- Opening Delimiter -
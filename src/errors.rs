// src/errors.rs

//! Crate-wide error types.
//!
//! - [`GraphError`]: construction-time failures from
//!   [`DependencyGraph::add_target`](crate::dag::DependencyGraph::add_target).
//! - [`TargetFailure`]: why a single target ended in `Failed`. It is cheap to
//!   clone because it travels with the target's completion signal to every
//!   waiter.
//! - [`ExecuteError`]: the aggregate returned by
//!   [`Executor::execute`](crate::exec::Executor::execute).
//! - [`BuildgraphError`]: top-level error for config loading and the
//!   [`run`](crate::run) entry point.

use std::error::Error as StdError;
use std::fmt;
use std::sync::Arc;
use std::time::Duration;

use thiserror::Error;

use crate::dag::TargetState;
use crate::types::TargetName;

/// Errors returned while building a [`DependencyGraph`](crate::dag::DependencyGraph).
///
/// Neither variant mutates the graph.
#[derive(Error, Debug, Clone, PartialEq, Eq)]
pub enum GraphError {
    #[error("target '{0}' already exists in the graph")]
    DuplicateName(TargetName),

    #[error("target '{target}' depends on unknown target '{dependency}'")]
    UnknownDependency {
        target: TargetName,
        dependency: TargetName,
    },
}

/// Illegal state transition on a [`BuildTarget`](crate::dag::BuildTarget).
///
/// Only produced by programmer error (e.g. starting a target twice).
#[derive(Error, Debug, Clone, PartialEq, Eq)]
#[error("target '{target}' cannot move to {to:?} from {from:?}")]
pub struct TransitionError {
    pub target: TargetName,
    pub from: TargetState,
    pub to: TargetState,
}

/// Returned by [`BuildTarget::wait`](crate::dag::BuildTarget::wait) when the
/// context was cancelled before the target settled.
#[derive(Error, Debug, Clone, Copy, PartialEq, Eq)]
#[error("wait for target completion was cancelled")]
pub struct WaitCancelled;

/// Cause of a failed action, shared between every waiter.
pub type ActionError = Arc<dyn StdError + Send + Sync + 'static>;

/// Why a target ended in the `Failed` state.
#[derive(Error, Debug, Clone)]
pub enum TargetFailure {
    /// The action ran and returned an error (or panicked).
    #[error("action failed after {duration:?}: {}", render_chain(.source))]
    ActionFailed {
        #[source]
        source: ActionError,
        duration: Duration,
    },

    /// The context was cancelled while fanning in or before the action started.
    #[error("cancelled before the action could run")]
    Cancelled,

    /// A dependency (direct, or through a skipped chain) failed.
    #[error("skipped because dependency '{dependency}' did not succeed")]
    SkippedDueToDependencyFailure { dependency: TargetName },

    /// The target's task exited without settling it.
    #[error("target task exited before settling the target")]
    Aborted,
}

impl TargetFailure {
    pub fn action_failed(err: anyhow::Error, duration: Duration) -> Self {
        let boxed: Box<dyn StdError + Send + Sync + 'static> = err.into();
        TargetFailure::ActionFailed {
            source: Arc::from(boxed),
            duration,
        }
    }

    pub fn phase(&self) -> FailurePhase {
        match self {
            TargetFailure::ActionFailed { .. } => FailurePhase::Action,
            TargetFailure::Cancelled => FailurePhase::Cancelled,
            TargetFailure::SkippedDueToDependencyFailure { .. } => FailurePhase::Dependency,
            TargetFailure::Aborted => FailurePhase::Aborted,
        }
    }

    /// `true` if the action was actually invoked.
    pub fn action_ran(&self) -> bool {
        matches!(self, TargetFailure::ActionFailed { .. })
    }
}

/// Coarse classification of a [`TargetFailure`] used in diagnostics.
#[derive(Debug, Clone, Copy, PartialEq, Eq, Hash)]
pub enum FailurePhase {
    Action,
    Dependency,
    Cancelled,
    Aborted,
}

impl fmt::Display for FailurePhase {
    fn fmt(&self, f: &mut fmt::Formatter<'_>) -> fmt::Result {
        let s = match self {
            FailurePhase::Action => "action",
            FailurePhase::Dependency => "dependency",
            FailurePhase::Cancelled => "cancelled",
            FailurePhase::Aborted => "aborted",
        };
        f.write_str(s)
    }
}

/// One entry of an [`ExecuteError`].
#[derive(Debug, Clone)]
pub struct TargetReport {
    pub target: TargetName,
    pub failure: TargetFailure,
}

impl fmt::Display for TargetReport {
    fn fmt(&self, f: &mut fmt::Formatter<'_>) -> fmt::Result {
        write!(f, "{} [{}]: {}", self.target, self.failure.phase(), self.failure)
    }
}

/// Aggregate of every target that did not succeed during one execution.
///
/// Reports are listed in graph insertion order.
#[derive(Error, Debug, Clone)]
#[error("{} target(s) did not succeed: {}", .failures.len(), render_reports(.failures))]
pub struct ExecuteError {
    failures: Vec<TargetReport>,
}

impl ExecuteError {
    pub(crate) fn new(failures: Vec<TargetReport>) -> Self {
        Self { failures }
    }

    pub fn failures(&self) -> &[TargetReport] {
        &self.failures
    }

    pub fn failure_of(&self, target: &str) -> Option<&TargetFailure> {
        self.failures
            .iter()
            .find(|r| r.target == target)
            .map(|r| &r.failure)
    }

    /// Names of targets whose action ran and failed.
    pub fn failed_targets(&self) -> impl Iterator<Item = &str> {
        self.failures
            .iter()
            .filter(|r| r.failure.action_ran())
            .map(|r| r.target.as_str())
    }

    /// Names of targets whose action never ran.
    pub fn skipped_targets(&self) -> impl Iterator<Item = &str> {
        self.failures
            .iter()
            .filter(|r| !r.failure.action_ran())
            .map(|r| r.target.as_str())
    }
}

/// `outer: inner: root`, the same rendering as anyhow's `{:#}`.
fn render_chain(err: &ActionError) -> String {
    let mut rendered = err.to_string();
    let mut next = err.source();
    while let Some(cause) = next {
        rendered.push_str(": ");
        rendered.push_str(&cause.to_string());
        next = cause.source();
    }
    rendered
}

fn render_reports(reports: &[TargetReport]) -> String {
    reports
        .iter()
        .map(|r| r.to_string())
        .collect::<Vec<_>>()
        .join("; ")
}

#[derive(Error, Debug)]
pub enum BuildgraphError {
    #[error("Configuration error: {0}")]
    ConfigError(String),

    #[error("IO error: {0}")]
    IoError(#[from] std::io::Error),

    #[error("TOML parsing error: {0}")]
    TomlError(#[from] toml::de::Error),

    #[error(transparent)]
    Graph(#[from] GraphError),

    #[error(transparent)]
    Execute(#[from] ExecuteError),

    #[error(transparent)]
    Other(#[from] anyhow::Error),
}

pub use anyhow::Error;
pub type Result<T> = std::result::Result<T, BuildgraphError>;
- Closing Delimiter -
Note how many lines of the records contain the string "waiter", and give that number with nothing added.

2